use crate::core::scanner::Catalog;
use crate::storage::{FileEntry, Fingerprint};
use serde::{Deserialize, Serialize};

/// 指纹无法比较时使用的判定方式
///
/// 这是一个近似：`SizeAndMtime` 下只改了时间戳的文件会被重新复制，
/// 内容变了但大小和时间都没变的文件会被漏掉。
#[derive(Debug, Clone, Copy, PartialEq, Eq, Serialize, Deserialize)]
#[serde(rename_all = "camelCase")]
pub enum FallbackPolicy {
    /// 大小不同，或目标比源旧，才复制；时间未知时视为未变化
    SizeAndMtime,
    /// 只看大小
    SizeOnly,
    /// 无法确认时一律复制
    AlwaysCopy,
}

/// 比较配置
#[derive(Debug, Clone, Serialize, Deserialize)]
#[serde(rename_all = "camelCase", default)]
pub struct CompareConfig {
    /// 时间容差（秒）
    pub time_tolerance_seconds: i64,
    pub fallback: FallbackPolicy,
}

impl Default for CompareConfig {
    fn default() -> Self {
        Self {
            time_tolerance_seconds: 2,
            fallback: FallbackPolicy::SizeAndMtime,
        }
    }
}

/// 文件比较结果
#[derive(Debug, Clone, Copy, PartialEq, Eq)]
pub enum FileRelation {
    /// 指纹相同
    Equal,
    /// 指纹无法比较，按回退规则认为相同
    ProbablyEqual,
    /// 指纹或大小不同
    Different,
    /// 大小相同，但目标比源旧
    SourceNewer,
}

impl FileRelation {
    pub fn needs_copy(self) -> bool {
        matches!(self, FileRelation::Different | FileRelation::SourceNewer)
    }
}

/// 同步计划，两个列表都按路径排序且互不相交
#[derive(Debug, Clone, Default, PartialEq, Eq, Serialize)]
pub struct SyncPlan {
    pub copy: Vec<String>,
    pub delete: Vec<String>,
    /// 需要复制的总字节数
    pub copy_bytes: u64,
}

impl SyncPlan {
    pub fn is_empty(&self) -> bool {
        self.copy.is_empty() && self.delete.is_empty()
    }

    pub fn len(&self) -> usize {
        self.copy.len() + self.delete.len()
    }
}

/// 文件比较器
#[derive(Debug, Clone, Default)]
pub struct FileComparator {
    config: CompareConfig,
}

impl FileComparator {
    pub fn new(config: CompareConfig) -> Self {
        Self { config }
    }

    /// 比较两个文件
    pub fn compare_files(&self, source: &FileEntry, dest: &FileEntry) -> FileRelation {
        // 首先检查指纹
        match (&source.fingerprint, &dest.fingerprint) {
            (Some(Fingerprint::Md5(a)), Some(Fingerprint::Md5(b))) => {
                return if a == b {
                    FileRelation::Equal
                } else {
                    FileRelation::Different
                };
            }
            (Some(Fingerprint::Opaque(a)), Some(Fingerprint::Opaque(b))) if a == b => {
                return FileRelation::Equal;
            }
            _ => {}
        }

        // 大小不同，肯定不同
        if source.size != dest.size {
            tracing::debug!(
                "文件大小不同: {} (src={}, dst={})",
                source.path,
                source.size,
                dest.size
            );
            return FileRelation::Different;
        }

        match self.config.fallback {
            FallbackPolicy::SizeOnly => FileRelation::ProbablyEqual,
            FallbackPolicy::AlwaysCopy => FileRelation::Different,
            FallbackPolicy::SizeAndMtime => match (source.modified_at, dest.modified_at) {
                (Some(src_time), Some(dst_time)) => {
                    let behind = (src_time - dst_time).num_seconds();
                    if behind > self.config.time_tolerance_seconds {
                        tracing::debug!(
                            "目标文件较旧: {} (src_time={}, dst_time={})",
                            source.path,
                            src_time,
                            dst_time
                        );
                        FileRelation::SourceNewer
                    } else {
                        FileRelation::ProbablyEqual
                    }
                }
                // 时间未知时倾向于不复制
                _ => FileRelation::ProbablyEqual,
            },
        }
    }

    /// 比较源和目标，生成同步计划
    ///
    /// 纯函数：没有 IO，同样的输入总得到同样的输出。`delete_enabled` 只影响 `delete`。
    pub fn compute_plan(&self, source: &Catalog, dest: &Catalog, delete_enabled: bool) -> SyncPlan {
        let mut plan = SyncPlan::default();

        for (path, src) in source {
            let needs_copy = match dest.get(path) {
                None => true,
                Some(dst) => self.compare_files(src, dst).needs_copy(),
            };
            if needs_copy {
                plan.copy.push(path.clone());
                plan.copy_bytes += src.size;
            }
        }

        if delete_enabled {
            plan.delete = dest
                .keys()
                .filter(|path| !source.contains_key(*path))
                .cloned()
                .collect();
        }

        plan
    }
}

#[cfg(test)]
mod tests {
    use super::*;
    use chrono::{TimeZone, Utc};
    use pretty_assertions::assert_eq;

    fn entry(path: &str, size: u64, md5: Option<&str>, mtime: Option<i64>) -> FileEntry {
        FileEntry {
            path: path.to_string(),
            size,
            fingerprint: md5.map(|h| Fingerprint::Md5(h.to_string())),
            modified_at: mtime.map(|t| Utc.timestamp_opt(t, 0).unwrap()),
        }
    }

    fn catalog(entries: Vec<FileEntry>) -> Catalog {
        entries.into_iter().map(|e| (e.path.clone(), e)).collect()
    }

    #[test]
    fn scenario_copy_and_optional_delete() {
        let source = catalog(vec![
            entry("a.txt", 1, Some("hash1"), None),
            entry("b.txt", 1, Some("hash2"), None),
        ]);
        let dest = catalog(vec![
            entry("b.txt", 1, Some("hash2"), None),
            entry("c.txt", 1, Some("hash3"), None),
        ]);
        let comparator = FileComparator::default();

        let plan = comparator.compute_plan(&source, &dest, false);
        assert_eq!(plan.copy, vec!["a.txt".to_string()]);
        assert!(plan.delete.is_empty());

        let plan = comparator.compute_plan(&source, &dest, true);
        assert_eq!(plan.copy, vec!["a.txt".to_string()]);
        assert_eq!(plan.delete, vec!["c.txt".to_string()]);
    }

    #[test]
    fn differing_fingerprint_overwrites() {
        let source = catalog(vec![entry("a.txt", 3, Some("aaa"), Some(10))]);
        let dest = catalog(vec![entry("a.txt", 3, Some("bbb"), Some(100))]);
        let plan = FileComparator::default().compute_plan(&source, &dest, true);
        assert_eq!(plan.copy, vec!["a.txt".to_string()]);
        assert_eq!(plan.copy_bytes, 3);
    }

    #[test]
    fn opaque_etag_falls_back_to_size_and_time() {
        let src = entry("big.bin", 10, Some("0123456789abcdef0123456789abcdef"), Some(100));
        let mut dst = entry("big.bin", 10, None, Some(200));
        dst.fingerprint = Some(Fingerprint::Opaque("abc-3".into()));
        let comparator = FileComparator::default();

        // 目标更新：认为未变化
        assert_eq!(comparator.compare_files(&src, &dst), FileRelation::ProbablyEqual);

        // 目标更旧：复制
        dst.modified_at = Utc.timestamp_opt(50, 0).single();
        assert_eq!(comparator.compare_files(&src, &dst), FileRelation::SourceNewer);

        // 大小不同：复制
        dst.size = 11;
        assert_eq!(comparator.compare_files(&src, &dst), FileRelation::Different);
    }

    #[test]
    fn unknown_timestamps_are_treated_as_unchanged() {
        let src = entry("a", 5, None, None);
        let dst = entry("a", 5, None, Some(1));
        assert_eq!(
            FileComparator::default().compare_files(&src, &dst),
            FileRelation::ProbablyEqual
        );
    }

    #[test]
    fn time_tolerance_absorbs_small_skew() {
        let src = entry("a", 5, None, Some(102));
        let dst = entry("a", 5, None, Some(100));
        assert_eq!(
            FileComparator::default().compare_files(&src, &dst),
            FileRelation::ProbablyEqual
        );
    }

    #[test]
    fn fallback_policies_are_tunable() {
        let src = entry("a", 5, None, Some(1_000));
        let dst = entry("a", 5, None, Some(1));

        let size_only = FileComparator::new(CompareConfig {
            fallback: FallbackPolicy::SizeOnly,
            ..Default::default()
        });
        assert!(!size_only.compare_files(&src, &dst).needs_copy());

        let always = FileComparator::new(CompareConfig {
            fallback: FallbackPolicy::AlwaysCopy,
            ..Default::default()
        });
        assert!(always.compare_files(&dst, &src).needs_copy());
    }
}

######

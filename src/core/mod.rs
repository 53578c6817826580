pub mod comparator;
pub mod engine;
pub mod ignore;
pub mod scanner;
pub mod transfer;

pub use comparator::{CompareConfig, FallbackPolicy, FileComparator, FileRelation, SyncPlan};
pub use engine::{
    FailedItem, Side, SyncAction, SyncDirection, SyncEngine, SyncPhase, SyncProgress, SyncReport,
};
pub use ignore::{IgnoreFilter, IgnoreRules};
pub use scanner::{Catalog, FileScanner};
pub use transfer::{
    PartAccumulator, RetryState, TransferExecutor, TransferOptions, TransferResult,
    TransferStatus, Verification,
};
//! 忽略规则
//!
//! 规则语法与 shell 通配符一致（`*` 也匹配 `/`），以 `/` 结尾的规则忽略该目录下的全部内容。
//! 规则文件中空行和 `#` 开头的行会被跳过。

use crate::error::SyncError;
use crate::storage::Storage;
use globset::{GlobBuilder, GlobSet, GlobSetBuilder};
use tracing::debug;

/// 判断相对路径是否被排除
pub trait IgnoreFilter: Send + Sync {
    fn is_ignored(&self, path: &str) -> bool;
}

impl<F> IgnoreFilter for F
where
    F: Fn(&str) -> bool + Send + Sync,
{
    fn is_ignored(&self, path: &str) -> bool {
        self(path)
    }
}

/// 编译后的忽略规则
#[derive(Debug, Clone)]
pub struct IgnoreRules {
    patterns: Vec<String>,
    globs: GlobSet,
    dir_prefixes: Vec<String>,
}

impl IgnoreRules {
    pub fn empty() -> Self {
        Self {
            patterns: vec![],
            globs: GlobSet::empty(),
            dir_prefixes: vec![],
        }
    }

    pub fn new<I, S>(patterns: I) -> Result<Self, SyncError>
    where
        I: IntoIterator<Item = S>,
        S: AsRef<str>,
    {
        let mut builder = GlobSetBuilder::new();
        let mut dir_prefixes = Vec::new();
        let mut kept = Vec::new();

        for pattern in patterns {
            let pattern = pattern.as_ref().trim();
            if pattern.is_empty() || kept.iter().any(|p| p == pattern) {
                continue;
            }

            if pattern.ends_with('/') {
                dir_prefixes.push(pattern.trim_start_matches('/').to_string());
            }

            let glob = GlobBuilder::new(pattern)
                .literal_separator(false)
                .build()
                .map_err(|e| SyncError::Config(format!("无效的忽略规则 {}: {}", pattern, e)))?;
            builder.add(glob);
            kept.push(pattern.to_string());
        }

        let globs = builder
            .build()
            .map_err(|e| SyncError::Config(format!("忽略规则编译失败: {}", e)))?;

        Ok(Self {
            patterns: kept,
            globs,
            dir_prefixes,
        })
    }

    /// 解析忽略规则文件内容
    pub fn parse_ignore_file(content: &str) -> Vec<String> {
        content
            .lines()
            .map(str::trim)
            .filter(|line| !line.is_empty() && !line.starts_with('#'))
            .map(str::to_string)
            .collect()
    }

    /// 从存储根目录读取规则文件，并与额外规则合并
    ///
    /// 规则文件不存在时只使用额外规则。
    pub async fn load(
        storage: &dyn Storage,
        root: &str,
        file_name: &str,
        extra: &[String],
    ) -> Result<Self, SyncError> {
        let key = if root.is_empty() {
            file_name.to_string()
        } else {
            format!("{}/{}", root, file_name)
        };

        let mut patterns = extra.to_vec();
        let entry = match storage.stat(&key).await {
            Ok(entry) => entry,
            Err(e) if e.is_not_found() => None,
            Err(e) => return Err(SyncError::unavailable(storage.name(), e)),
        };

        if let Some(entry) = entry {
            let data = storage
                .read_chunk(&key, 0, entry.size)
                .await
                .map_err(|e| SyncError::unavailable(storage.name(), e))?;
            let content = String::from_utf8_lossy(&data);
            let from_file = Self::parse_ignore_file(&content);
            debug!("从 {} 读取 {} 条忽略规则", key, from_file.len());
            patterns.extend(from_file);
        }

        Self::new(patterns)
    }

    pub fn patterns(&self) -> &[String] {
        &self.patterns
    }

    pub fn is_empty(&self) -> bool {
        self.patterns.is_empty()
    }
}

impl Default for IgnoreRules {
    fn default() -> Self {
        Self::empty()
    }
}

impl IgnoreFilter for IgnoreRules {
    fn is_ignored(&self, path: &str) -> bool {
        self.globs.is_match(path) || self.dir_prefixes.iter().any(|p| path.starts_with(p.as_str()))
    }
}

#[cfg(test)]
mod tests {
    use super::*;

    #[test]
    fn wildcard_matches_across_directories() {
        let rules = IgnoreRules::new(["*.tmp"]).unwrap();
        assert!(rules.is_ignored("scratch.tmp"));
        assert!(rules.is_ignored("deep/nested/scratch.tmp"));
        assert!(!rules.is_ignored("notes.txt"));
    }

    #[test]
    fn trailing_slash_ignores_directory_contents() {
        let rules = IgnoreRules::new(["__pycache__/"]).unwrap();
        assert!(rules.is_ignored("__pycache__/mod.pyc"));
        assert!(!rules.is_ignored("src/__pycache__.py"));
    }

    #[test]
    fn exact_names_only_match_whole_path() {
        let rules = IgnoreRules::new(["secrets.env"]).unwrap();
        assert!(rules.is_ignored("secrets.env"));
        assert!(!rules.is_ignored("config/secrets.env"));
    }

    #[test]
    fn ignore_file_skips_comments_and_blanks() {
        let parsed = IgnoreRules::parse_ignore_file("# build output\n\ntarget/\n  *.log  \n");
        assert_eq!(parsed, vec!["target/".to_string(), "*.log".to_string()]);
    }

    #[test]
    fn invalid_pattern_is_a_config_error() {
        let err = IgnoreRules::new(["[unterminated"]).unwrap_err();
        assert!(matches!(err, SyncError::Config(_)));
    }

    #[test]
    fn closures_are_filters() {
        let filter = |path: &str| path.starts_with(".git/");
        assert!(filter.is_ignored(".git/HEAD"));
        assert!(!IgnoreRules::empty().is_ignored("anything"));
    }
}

######

Look over the material and return every line where the word "data" is found.

• [Solution for this problem]:
            let data = storage
            let content = String::from_utf8_lossy(&data);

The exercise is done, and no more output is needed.